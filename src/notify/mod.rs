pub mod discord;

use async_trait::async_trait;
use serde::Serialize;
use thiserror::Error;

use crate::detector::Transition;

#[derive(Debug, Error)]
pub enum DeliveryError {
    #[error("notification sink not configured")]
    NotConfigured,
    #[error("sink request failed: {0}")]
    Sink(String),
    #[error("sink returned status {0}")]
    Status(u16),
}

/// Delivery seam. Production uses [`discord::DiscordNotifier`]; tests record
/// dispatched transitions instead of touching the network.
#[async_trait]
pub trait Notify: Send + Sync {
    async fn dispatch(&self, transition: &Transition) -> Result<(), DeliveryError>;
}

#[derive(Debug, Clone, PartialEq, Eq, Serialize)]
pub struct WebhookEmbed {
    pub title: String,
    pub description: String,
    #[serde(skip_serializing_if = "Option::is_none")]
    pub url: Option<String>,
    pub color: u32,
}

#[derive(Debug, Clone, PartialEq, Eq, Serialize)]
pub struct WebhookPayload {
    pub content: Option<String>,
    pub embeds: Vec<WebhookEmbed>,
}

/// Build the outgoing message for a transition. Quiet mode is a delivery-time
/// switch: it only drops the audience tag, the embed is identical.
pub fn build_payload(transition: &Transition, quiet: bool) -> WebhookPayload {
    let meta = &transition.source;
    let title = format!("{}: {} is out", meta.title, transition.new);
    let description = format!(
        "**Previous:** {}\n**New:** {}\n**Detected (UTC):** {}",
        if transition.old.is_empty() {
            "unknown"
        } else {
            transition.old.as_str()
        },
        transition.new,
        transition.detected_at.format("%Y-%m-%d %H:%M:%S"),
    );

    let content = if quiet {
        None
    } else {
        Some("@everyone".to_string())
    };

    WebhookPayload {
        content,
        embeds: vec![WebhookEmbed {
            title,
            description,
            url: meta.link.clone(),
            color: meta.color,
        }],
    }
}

::::

■ **Task requirements**
When a line in the material contains the string "Option", copy that line.

■ **Response to this task**
    #[serde(skip_serializing_if = "Option::is_none")]
    pub url: Option<String>,
    pub content: Option<String>,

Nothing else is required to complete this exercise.